_Problem statement_.
Below are the records; output them exactly from the first line through the line with "use crate::error::ConfigError;", stopping there.

++++ Source records ++++

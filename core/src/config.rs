//! Client configuration and base-URL strategy.
//!
//! # Design
//! Configuration is an explicit value built once at startup and handed to
//! `PortalClient::new`; nothing is read from the environment at call time.
//! The runtime context is likewise passed in rather than sniffed, so the
//! proxy-vs-direct branch is a plain, exhaustive match.

use std::env;
use std::fmt;
use std::time::Duration;

use tracing::{info, warn};

use crate::error::ConfigError;

/// Same-origin mount point of the forwarding proxy.
pub const PROXY_BASE_PATH: &str = "/api/proxy";

/// Placeholder secret accepted only outside production.
pub const PLACEHOLDER_SECRET: &str = "default-secret-key";

pub const DEFAULT_TIMEOUT: Duration = Duration::from_millis(8000);

/// Where the client is running.
#[derive(Debug, Clone, Copy, Default, PartialEq, Eq)]
pub struct RuntimeContext {
    pub is_browser: bool,
    pub is_production: bool,
}

impl RuntimeContext {
    pub fn server() -> Self {
        Self::default()
    }

    pub fn production_browser() -> Self {
        Self {
            is_browser: true,
            is_production: true,
        }
    }
}

#[derive(Clone)]
pub struct ClientConfig {
    /// Backend origin, e.g. `https://api.example.org`.
    pub api_origin: String,
    pub secret_key: String,
    /// Default request deadline.
    pub timeout: Duration,
}

impl fmt::Debug for ClientConfig {
    fn fmt(&self, f: &mut fmt::Formatter<'_>) -> fmt::Result {
        f.debug_struct("ClientConfig")
            .field("api_origin", &self.api_origin)
            .field("secret_key", &"<redacted>")
            .field("timeout", &self.timeout)
            .finish()
    }
}

impl ClientConfig {
    pub fn new(api_origin: impl Into<String>, secret_key: impl Into<String>) -> Self {
        Self {
            api_origin: api_origin.into(),
            secret_key: secret_key.into(),
            timeout: DEFAULT_TIMEOUT,
        }
    }

    /// Load from `PORTAL_API_URL`, `PORTAL_SECRET_KEY` and `PORTAL_TIMEOUT_MS`.
    pub fn from_env() -> Result<Self, ConfigError> {
        Self::from_lookup(|key| env::var(key).ok())
    }

    pub fn from_lookup<F>(lookup: F) -> Result<Self, ConfigError>
    where
        F: Fn(&str) -> Option<String>,
    {
        let api_origin = lookup("PORTAL_API_URL")
            .filter(|v| !v.trim().is_empty())
            .ok_or(ConfigError::Missing("PORTAL_API_URL"))?;

        let secret_key = lookup("PORTAL_SECRET_KEY").unwrap_or_else(|| {
            warn!("PORTAL_SECRET_KEY not set, using placeholder secret");
            PLACEHOLDER_SECRET.to_string()
        });

        let timeout = match lookup("PORTAL_TIMEOUT_MS") {
            Some(raw) => parse_timeout("PORTAL_TIMEOUT_MS", &raw)?,
            None => {
                info!("PORTAL_TIMEOUT_MS not set, using default: {}", DEFAULT_TIMEOUT.as_millis());
                DEFAULT_TIMEOUT
            }
        };

        Ok(Self {
            api_origin,
            secret_key,
            timeout,
        })
    }

    /// Reject settings that are unsafe for `ctx`.
    pub fn validate(&self, ctx: RuntimeContext) -> Result<(), ConfigError> {
        if ctx.is_production && self.secret_key == PLACEHOLDER_SECRET {
            return Err(ConfigError::PlaceholderSecret);
        }
        if self.timeout.is_zero() {
            return Err(ConfigError::Invalid {
                key: "PORTAL_TIMEOUT_MS",
                reason: "timeout cannot be 0".into(),
            });
        }
        Ok(())
    }

    /// Base URL for `ctx`: the same-origin proxy for production browsers,
    /// the backend origin everywhere else.
    pub fn resolve_base_url(&self, ctx: RuntimeContext) -> String {
        match (ctx.is_browser, ctx.is_production) {
            (true, true) => PROXY_BASE_PATH.to_string(),
            (true, false) | (false, true) | (false, false) => {
                self.api_origin.trim_end_matches('/').to_string()
            }
        }
    }
}

/// Parse a positive millisecond count.
pub fn parse_timeout(key: &'static str, raw: &str) -> Result<Duration, ConfigError> {
    let ms: u64 = raw.trim().parse().map_err(|e: std::num::ParseIntError| ConfigError::Invalid {
        key,
        reason: e.to_string(),
    })?;
    if ms == 0 {
        return Err(ConfigError::Invalid {
            key,
            reason: "timeout cannot be 0".into(),
        });
    }
    Ok(Duration::from_millis(ms))
}

#[cfg(test)]
mod tests {
    use std::collections::HashMap;

    use super::*;

    fn lookup(pairs: &[(&str, &str)]) -> impl Fn(&str) -> Option<String> {
        let map: HashMap<String, String> =
            pairs.iter().map(|(k, v)| (k.to_string(), v.to_string())).collect();
        move |key| map.get(key).cloned()
    }

    #[test]
    fn production_browser_uses_proxy() {
        let cfg = ClientConfig::new("https://api.example.org/", "s");
        assert_eq!(cfg.resolve_base_url(RuntimeContext::production_browser()), "/api/proxy");
    }

    #[test]
    fn every_other_context_goes_direct() {
        let cfg = ClientConfig::new("https://api.example.org/", "s");
        for (is_browser, is_production) in [(true, false), (false, true), (false, false)] {
            let ctx = RuntimeContext { is_browser, is_production };
            assert_eq!(cfg.resolve_base_url(ctx), "https://api.example.org");
        }
    }

    #[test]
    fn loads_all_keys() {
        let cfg = ClientConfig::from_lookup(lookup(&[
            ("PORTAL_API_URL", "http://localhost:8080"),
            ("PORTAL_SECRET_KEY", "s3cret"),
            ("PORTAL_TIMEOUT_MS", "1500"),
        ]))
        .unwrap();
        assert_eq!(cfg.api_origin, "http://localhost:8080");
        assert_eq!(cfg.secret_key, "s3cret");
        assert_eq!(cfg.timeout, Duration::from_millis(1500));
    }

    #[test]
    fn defaults_apply() {
        let cfg = ClientConfig::from_lookup(lookup(&[("PORTAL_API_URL", "http://x")])).unwrap();
        assert_eq!(cfg.secret_key, PLACEHOLDER_SECRET);
        assert_eq!(cfg.timeout, DEFAULT_TIMEOUT);
    }

    #[test]
    fn origin_is_required() {
        let err = ClientConfig::from_lookup(lookup(&[])).unwrap_err();
        assert!(matches!(err, ConfigError::Missing("PORTAL_API_URL")));
    }

    #[test]
    fn bad_timeout_is_rejected() {
        for raw in ["abc", "0", "-5"] {
            let err = ClientConfig::from_lookup(lookup(&[
                ("PORTAL_API_URL", "http://x"),
                ("PORTAL_TIMEOUT_MS", raw),
            ]))
            .unwrap_err();
            assert!(matches!(err, ConfigError::Invalid { .. }), "{raw}");
        }
    }

    #[test]
    fn placeholder_secret_rejected_in_production_only() {
        let cfg = ClientConfig::new("http://x", PLACEHOLDER_SECRET);
        assert!(cfg.validate(RuntimeContext::server()).is_ok());
        let prod = RuntimeContext {
            is_browser: false,
            is_production: true,
        };
        assert!(matches!(cfg.validate(prod), Err(ConfigError::PlaceholderSecret)));
    }

    #[test]
    fn debug_redacts_secret() {
        let cfg = ClientConfig::new("http://x", "hunter2");
        assert!(!format!("{cfg:?}").contains("hunter2"));
    }
}
//! Error types for the portal API client.
//!
//! # Design
//! Transport failures (nothing usable came back) and application rejections
//! (an envelope came back with `code != 200`) are separate variants so a
//! caller can offer "retry" for the former without string-sniffing messages.
//! Every variant renders a non-empty message.

use thiserror::Error;

/// Shown when a rejecting envelope carries no `msg`.
pub const FALLBACK_MESSAGE: &str = "请求失败";

/// Errors returned by `PortalClient` and `ApiClient`.
#[derive(Debug, Error)]
pub enum ApiError {
    /// The backend could not be reached, or answered without an envelope.
    #[error("transport error: {cause}")]
    Transport { cause: String },

    /// The request did not complete before its deadline.
    #[error("request timed out")]
    Timeout,

    /// The caller cancelled the request before it completed.
    #[error("request cancelled")]
    Cancelled,

    /// The backend answered with an envelope whose code is not 200.
    #[error("{msg}")]
    Application { code: i64, msg: String },

    /// A 2xx response whose body or `data` did not match the expected shape.
    #[error("deserialization failed: {0}")]
    Decode(String),

    /// The request payload could not be serialized to JSON.
    #[error("serialization failed: {0}")]
    Encode(String),
}

impl ApiError {
    /// Build an application rejection, applying the fallback message when
    /// the envelope's `msg` is absent or empty. Whitespace is kept as sent.
    pub fn application(code: i64, msg: Option<String>) -> Self {
        let msg = msg
            .filter(|m| !m.is_empty())
            .unwrap_or_else(|| FALLBACK_MESSAGE.to_string());
        ApiError::Application { code, msg }
    }

    pub fn transport(cause: impl Into<String>) -> Self {
        ApiError::Transport { cause: cause.into() }
    }

    /// True for failures where no envelope was obtained.
    pub fn is_transport(&self) -> bool {
        matches!(self, ApiError::Transport { .. } | ApiError::Timeout)
    }

    /// Envelope code for application rejections.
    pub fn code(&self) -> Option<i64> {
        match self {
            ApiError::Application { code, .. } => Some(*code),
            _ => None,
        }
    }
}

/// Configuration could not be loaded or is unsafe for the runtime context.
#[derive(Debug, Error)]
pub enum ConfigError {
    #[error("missing required environment variable {0}")]
    Missing(&'static str),

    #[error("invalid value for {key}: {reason}")]
    Invalid { key: &'static str, reason: String },

    #[error("the placeholder signing secret must not be used in production")]
    PlaceholderSecret,

    #[error("could not create the HTTP client: {0}")]
    HttpClient(String),
}

#[cfg(test)]
mod tests {
    use super::*;

    #[test]
    fn application_error_uses_msg() {
        let err = ApiError::application(403, Some("forbidden".to_string()));
        assert_eq!(err.to_string(), "forbidden");
        assert_eq!(err.code(), Some(403));
    }

    #[test]
    fn application_error_falls_back_when_msg_missing_or_empty() {
        assert_eq!(ApiError::application(500, None).to_string(), FALLBACK_MESSAGE);
        assert_eq!(ApiError::application(500, Some(String::new())).to_string(), FALLBACK_MESSAGE);
    }

    #[test]
    fn whitespace_msg_is_not_replaced() {
        assert_eq!(ApiError::application(500, Some("  ".to_string())).to_string(), "  ");
    }

    #[test]
    fn transport_classification() {
        assert!(ApiError::transport("refused").is_transport());
        assert!(ApiError::Timeout.is_transport());
        assert!(!ApiError::Cancelled.is_transport());
        assert!(!ApiError::application(400, None).is_transport());
    }

    #[test]
    fn every_variant_has_a_message() {
        let errors = [
            ApiError::transport(""),
            ApiError::Timeout,
            ApiError::Cancelled,
            ApiError::application(1, None),
            ApiError::Decode(String::new()),
            ApiError::Encode(String::new()),
        ];
        for err in errors {
            assert!(!err.to_string().is_empty());
        }
    }
}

++++

_Answer to the exercise_.
filename core/src/config.rs
//! Client configuration and base-URL strategy.
//!
//! # Design
//! Configuration is an explicit value built once at startup and handed to
//! `PortalClient::new`; nothing is read from the environment at call time.
//! The runtime context is likewise passed in rather than sniffed, so the
//! proxy-vs-direct branch is a plain, exhaustive match.

use std::env;
use std::fmt;
use std::time::Duration;

use tracing::{info, warn};

use crate::error::ConfigError;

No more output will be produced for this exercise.